What is required — Go line by line through the data and copy those with the word "embedding".

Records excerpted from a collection
[Start of section]
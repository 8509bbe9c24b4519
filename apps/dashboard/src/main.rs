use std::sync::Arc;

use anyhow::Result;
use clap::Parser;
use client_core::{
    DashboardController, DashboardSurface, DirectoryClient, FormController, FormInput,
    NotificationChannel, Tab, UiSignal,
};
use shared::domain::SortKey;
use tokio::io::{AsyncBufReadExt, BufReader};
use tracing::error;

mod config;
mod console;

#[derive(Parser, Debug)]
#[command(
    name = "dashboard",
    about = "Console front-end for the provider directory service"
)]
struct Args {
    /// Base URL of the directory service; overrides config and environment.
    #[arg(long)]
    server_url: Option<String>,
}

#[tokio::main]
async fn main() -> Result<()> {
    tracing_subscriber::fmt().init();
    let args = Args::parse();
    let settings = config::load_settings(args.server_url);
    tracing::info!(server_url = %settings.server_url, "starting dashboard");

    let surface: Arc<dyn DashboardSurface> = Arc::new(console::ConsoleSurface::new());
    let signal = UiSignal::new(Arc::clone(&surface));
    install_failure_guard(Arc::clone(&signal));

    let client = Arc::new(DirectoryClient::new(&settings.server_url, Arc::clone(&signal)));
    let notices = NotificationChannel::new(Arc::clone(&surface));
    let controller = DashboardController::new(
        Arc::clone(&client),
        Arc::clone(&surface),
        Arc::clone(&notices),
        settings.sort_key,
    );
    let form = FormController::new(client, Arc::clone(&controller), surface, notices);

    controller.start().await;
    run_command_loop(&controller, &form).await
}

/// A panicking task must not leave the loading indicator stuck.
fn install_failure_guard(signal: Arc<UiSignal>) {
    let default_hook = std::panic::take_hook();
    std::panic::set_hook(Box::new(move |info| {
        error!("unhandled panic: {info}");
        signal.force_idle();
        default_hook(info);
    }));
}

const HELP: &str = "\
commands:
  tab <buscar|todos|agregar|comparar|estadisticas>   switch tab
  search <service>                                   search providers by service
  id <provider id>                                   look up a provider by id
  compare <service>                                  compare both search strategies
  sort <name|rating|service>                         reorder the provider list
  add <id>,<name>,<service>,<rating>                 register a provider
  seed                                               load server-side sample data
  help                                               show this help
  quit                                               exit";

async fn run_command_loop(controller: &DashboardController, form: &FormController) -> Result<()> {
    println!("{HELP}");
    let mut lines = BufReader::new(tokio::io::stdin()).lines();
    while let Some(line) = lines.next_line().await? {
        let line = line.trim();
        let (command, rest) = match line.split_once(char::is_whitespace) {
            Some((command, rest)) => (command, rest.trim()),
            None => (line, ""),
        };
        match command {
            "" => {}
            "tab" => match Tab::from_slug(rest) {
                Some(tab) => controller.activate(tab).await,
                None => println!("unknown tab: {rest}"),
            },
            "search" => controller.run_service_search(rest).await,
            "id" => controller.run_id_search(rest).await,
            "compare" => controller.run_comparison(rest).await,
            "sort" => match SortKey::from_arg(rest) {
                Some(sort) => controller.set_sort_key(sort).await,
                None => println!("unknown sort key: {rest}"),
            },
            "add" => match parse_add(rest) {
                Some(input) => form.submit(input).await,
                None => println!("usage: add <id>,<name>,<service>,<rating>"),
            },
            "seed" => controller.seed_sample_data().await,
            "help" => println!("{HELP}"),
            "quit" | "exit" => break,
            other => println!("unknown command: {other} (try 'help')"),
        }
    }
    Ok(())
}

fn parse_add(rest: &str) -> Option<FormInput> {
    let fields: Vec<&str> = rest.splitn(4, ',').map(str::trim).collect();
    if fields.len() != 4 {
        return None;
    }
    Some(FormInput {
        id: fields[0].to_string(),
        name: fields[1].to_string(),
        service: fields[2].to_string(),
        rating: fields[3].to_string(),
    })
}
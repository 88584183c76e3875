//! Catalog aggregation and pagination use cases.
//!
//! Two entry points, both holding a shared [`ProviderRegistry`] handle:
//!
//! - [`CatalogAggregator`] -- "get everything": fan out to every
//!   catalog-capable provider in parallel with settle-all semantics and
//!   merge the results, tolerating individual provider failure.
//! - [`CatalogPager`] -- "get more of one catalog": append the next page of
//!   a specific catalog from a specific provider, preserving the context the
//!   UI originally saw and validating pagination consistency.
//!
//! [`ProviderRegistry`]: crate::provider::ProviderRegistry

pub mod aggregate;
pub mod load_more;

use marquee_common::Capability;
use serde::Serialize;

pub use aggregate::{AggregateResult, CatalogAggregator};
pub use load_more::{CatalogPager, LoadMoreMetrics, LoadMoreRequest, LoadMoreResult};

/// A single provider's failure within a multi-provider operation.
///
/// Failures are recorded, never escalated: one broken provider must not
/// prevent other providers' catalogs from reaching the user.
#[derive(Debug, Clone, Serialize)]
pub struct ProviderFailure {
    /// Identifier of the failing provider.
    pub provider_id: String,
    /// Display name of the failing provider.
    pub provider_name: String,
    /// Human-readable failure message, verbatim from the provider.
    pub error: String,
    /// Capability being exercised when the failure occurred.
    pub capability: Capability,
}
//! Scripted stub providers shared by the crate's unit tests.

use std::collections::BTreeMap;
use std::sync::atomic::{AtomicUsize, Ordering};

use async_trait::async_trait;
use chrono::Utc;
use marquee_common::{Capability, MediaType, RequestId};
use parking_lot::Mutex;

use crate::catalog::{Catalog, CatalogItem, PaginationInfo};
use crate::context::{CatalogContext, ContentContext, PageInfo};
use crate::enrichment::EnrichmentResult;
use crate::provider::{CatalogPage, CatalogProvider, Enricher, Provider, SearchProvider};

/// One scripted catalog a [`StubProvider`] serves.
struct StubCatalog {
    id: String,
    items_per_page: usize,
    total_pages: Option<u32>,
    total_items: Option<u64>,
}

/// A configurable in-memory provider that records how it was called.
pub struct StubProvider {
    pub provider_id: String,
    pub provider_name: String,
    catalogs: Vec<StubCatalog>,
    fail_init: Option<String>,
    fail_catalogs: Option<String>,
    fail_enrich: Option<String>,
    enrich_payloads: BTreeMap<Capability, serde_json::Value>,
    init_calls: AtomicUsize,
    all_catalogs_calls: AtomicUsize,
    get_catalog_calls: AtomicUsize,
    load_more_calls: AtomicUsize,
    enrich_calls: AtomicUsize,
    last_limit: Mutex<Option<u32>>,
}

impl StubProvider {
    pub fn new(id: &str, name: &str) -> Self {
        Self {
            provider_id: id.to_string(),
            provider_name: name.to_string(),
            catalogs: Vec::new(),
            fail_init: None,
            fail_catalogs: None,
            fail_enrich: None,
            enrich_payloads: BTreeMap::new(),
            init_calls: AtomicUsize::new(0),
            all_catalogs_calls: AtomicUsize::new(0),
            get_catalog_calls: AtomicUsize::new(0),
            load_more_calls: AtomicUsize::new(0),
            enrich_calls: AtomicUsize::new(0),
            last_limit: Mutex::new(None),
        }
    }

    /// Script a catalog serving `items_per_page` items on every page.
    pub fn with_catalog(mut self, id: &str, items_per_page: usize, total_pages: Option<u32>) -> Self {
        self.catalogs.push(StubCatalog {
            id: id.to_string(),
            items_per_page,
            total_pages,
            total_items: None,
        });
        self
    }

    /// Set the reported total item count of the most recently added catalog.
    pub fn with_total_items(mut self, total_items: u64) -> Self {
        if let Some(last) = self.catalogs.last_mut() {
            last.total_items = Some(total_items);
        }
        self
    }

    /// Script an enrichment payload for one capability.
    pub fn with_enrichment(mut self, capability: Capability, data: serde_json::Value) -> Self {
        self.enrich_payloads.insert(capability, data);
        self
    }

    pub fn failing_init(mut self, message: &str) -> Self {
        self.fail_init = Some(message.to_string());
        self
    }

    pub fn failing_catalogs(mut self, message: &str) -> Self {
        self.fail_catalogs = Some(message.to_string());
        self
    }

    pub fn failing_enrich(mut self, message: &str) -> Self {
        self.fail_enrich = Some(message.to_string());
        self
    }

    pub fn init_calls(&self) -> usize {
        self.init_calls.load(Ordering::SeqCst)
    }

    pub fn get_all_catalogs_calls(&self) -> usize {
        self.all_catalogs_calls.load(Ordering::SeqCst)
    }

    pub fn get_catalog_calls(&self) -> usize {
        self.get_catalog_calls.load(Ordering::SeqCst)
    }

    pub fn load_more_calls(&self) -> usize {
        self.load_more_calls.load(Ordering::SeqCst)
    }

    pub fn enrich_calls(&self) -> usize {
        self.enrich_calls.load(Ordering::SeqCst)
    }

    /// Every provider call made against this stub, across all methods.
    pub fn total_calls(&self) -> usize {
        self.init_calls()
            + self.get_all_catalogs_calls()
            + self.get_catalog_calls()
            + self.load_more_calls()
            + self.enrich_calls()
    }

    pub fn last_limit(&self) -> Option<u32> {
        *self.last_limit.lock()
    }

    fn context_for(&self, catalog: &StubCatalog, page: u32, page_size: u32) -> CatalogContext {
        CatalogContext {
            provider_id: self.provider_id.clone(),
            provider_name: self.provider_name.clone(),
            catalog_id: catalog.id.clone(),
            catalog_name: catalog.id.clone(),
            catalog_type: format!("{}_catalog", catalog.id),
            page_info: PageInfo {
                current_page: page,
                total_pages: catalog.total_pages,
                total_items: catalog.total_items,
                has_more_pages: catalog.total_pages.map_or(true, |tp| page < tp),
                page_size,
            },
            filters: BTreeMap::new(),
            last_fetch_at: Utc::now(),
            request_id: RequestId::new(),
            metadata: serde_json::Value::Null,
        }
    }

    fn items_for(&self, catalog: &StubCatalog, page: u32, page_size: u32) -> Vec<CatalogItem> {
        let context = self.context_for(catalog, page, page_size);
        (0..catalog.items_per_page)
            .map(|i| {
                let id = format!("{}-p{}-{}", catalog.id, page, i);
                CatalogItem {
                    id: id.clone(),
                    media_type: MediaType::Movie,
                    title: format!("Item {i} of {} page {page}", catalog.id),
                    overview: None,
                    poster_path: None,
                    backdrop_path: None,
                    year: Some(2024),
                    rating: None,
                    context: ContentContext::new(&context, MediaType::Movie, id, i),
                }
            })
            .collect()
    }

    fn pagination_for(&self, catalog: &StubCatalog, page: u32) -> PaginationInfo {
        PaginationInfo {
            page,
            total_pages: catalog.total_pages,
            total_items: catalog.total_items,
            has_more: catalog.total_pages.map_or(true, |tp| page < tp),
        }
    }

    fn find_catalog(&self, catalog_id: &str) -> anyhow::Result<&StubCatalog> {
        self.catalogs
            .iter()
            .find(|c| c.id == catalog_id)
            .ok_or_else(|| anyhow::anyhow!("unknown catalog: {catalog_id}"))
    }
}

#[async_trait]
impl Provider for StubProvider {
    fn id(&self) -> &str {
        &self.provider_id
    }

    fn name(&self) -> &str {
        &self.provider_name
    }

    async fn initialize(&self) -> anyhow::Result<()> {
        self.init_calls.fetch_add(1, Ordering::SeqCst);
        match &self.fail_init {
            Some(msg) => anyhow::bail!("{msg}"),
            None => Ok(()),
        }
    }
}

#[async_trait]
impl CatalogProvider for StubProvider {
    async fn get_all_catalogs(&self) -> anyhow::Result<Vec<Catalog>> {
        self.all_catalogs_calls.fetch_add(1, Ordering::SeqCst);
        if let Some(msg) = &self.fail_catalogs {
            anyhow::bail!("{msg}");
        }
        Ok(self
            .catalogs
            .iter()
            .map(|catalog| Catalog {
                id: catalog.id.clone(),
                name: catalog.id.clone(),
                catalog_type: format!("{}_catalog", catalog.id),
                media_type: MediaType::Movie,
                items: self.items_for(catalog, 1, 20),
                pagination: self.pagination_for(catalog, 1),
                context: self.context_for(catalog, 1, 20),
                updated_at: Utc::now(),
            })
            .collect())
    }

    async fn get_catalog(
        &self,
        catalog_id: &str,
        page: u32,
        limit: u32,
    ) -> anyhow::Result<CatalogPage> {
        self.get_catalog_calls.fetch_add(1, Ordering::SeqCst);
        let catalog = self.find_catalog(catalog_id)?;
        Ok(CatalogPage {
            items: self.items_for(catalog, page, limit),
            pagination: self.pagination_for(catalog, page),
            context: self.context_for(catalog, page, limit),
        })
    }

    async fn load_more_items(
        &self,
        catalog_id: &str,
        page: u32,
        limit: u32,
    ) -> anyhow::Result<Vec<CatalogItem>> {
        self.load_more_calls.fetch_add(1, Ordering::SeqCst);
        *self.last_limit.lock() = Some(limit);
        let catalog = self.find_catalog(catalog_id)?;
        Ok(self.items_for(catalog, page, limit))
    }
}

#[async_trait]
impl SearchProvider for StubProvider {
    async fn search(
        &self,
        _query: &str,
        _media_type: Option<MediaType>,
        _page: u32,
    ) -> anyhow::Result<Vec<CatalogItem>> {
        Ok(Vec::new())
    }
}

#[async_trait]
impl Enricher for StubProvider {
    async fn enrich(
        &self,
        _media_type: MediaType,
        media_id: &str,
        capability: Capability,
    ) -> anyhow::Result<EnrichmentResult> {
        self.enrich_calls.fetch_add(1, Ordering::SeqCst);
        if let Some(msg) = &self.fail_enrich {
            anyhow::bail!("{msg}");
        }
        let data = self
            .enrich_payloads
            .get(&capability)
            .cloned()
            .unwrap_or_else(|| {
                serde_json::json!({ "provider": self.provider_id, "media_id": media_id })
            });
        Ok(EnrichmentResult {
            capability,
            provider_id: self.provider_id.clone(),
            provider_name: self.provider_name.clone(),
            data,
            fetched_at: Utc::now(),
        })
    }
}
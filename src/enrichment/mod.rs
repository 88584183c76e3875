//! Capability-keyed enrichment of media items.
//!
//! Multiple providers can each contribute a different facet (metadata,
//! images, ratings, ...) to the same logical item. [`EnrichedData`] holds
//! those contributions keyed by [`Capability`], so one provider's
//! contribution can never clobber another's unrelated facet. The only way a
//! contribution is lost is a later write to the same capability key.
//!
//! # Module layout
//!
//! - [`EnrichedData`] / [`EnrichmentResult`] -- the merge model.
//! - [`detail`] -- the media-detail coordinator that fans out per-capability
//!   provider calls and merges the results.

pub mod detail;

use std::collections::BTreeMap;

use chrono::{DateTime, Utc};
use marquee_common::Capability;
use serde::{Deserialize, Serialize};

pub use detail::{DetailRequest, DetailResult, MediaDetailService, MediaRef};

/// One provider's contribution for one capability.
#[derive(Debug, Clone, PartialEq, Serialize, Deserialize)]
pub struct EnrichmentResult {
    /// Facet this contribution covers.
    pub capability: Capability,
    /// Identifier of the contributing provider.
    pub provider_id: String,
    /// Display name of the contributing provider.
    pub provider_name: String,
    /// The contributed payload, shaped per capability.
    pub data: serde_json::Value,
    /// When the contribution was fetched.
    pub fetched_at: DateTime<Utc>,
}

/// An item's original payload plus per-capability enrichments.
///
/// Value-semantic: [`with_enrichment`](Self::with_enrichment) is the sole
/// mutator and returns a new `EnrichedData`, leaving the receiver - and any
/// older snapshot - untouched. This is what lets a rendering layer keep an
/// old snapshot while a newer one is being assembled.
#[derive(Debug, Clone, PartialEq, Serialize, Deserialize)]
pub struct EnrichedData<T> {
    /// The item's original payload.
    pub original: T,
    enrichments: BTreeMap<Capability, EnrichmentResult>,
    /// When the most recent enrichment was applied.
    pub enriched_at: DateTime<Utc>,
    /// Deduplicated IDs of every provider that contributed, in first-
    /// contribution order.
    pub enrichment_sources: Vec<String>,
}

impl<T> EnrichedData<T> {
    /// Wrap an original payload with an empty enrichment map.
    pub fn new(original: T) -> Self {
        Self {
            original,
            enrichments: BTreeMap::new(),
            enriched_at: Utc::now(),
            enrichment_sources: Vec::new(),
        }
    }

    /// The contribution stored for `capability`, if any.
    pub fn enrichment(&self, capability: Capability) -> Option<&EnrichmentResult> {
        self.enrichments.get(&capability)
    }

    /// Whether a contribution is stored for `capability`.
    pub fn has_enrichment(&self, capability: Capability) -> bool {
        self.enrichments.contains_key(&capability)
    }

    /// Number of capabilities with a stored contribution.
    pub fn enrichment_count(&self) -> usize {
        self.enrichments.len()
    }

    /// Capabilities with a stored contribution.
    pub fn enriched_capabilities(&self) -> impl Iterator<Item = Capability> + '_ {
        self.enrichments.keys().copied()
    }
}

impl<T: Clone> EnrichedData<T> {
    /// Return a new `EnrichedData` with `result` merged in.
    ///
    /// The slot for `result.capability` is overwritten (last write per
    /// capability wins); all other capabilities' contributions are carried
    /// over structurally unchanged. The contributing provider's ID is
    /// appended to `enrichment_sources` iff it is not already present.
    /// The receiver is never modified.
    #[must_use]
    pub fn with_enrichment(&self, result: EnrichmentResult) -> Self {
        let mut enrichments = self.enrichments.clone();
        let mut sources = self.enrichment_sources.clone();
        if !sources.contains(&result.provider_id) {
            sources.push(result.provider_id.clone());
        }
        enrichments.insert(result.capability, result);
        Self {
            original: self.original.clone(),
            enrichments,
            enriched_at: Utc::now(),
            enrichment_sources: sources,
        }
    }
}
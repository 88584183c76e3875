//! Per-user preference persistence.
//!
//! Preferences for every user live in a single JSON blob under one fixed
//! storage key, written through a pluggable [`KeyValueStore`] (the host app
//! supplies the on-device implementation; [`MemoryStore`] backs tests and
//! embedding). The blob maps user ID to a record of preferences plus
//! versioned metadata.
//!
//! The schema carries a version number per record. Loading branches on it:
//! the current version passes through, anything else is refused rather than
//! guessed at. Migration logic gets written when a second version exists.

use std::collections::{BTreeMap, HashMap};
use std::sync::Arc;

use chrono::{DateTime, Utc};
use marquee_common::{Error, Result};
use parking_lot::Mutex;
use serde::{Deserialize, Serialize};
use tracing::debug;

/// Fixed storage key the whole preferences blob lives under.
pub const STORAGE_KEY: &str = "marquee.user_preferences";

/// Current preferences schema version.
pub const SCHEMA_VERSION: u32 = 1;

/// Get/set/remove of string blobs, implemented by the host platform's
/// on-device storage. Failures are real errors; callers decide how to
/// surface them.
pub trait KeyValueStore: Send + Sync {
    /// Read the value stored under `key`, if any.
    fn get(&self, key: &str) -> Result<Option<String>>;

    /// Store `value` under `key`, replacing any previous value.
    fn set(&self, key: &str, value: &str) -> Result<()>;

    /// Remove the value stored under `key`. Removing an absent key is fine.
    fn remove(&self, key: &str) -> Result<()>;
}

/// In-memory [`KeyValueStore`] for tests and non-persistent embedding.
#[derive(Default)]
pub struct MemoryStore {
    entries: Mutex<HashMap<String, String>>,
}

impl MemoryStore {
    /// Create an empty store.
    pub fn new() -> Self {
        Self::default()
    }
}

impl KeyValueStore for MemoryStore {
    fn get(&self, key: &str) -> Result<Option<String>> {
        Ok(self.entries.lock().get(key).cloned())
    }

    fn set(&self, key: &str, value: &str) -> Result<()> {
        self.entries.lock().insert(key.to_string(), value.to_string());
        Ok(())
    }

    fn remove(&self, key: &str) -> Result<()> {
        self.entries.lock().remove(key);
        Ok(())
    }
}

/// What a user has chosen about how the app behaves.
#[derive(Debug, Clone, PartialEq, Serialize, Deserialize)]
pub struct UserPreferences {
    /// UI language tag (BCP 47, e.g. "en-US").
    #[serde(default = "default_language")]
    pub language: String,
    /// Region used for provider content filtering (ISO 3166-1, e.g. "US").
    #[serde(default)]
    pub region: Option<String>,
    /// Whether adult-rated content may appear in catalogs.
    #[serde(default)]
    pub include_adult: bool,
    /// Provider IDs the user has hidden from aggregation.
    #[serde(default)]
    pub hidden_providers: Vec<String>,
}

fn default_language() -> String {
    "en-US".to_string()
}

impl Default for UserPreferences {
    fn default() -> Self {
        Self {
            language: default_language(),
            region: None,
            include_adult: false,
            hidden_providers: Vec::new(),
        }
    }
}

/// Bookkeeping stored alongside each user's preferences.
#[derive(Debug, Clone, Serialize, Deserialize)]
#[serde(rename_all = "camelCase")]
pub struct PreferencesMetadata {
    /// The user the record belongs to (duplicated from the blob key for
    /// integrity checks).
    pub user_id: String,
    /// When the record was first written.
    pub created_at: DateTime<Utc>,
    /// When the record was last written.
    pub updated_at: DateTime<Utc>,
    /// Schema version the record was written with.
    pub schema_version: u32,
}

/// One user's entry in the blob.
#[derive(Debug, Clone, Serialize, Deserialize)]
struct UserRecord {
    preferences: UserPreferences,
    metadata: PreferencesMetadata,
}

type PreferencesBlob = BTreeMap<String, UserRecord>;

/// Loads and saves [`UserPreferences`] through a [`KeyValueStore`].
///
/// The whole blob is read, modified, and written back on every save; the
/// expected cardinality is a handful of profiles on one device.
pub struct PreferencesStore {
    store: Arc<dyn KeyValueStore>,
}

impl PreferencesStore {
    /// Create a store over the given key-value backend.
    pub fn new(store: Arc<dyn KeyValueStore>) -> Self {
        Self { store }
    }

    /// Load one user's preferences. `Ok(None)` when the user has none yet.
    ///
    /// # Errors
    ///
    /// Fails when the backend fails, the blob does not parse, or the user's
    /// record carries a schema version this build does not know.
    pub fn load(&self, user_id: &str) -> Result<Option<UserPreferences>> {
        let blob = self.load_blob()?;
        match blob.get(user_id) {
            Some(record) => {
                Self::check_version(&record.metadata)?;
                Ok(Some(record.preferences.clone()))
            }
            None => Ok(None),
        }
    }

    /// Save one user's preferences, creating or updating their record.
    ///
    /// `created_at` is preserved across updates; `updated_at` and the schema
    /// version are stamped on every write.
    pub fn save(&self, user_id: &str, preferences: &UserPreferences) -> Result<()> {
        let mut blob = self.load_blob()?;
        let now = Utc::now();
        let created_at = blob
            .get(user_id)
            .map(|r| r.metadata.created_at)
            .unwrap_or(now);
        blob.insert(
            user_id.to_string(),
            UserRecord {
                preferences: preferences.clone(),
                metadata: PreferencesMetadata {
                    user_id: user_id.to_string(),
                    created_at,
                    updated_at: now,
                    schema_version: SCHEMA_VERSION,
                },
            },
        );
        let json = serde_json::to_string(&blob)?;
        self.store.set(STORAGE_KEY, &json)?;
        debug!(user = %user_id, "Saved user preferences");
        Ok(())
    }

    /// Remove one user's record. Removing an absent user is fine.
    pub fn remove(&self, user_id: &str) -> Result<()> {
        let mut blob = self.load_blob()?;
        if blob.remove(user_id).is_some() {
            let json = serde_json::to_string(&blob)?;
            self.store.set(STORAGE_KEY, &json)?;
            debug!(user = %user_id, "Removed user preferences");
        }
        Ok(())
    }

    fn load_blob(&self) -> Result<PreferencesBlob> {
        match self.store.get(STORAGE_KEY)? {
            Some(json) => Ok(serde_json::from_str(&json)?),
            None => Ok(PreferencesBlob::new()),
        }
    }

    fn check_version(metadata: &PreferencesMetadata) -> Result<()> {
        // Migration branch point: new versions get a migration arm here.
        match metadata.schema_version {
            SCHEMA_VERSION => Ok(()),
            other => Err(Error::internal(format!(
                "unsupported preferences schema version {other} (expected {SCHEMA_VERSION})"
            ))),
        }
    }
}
[End of section]
Response to this exercise —
//! embedding). The blob maps user ID to a record of preferences plus
/// In-memory [`KeyValueStore`] for tests and non-persistent embedding.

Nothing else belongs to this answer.